Bumi Tanpa Langit

fotta
Chapter #3

BAB 1 - Langit dan Bumi (Bagian II)

Pagi datang tanpa sapaan. Cahaya matahari menyelinap lewat celah tirai, mengguratkan garis hangat di lantai yang masih diselimuti sisa dingin malam.

Di atas meja, kalung dengan liontin setengah hati tergeletak—entah sejak kapan Erde memungutnya kembali dari lantai. Bekas dentingnya seolah masih menggantung di udara, seperti gema kecil dari malam yang enggan pergi. 

Dari bawah tangga, samar tercium aroma roti panggang, bersahut dengan suara jam dinding yang berdetak pelan. Sekar memanggil dari bawah, suaranya lembut—tapi tergesa.

“Erd, sarapan dulu. Nanti terlambat.”

Erde tak langsung menyahut. Ia duduk di tepi ranjang, menatap ke luar jendela. Cahaya pagi menerpa wajahnya, tapi sorot matanya buram—bukan karena kantuk, melainkan lelah yang belum sempat reda.

Suara Sekar kembali terdengar, kali ini sedikit lebih keras. Erde menarik napas pendek, lalu mengusap wajahnya dengan satu tangan seolah ingin menepis semuanya—panggilan, cahaya, dan hari yang baru. Beberapa detik ia hanya diam, membiarkan pagi berjalan tanpa dirinya. Lalu perlahan, ia berdiri, mengambil tas, dan melangkah keluar kamar.

Suara pintu berderit pelan disusul langkah kaki menuruni anak tangga parket yang hangat. Cahaya dari dapur memantul lembut di dinding lorong, menuntunnya keluar dari keheningan kamar.

Di meja makan, Himmel sudah duduk dengan seragam putih berbalut sweater rajut krem. Rambutnya terbelah rapi di tengah, membingkai wajahnya yang tenang dan cerah. 

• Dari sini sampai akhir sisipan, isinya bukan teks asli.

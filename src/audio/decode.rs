use hound::{SampleFormat, WavReader};
use std::io::Cursor;

use crate::error::CueError;

/// A decoded clip held in memory, downmixed to mono.
#[derive(Debug, Clone, PartialEq)]
pub struct SampleBuffer {
    pub data: Vec<f32>,
    pub sample_rate: u32,
}

impl SampleBuffer {
    pub fn new(data: Vec<f32>, sample_rate: u32) -> Self {
        Self { data, sample_rate }
    }

    pub fn len(&self) -> usize {
        self.data.len()
    }

    pub fn is_empty(&self) -> bool {
        self.data.is_empty()
    }

    pub fn duration_secs(&self) -> f64 {
        self.data.len() as f64 / self.sample_rate as f64
    }

    /// Read a sample with linear interpolation at a fractional frame index.
    pub fn read_interpolated(&self, position: f64) -> f32 {
        if self.data.is_empty() || position < 0.0 {
            return 0.0;
        }
        let idx = position as usize;
        if idx + 1 >= self.data.len() {
            return self.data.get(idx).copied().unwrap_or(0.0);
        }
        let frac = (position - idx as f64) as f32;
        self.data[idx] * (1.0 - frac) + self.data[idx + 1] * frac
    }
}

/// Decode a RIFF/WAVE clip. Integer and float PCM are accepted; channels are
/// averaged into one.
pub fn decode_wav(bytes: &[u8]) -> Result<SampleBuffer, CueError> {
    let mut reader = WavReader::new(Cursor::new(bytes))?;
    let spec = reader.spec();
    let channels = spec.channels.max(1) as usize;

    let interleaved: Vec<f32> = match spec.sample_format {
        SampleFormat::Float => reader.samples::<f32>().collect::<Result<_, _>>()?,
        SampleFormat::Int => {
            let scale = (1_i64 << (spec.bits_per_sample.saturating_sub(1))) as f32;
            reader
                .samples::<i32>()
                .map(|s| s.map(|v| v as f32 / scale))
                .collect::<Result<_, _>>()?
        }
    };

    if interleaved.is_empty() {
        return Err(CueError::Empty);
    }

    let data = interleaved
        .chunks(channels)
        .map(|frame| frame.iter().sum::<f32>() / frame.len() as f32)
        .collect();

    Ok(SampleBuffer::new(data, spec.sample_rate))
}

Sambil mengoleskan selai cokelat ke roti panggang, ia sesekali melirik ke arah tangga—menanti sosok yang akhirnya muncul tanpa suara.

Begitu melihat kembarannya lewat, senyum kecil mengembang di wajah Himmel, hangat dan tulus. Namun, udara di sekeliling meja terasa dingin—seolah senyum itu berhenti di udara sebelum sempat mencapai Erde.

“Erd, gak sarapan dulu? Gue buatin roti bakar cokelat kesukaan lo, nih.”

Nada suaranya tulus, tetapi di telinga Erde, terdengar seperti gema yang memantul di ruang kosong bernama rumah. 

Erde hanya melirik sekilas tanpa menjawab. Ia mengeluarkan sebatang lolipop dari saku jaket, membuka bungkusnya dengan gerakan cepat, lalu memasukkannya ke mulut—membiarkan batang permen bergoyang di bibirnya, menciptakan kontras getir dengan aroma roti panggang yang memenuhi ruangan.

Sekar yang berdiri di dekat meja dapur hanya bisa menghela napas pelan.

“Erd, kamu gak sarapan lagi? Jangan cuma makan yang manis-manis terus.”

Erde menurunkan lolipop dari mulutnya, menggenggam batang permen itu di antara jarinya. 

“Gak laper, Mam,” ujarnya tanpa menoleh—suaranya datar, dingin, seolah enggan menyisakan ruang untuk percakapan.

Ia kemudian berjalan melewati meja makan menuju pintu depan. Sekar menatap punggung anaknya yang menjauh sambil menggeleng pelan.

Di tengah langkahnya, Julian muncul dari arah ruang tamu, jas kerja tersampir di satu tangan.

Mereka berpapasan di lorong sempit antara ruang makan dan pintu utama. Tatapan keduanya bersinggungan sekejap—dingin, datar, seolah ada dinding tak kasat mata di antara mereka.

Julian menyesuaikan tali jam di pergelangan tangan, gerakannya tampak tenang, meski ada ketegangan samar di ujung jarinya.

Erde menunduk sedikit. Lolipop masih tergenggam di jarinya.

“Aku berangkat,” ujarnya datar, tanpa menoleh.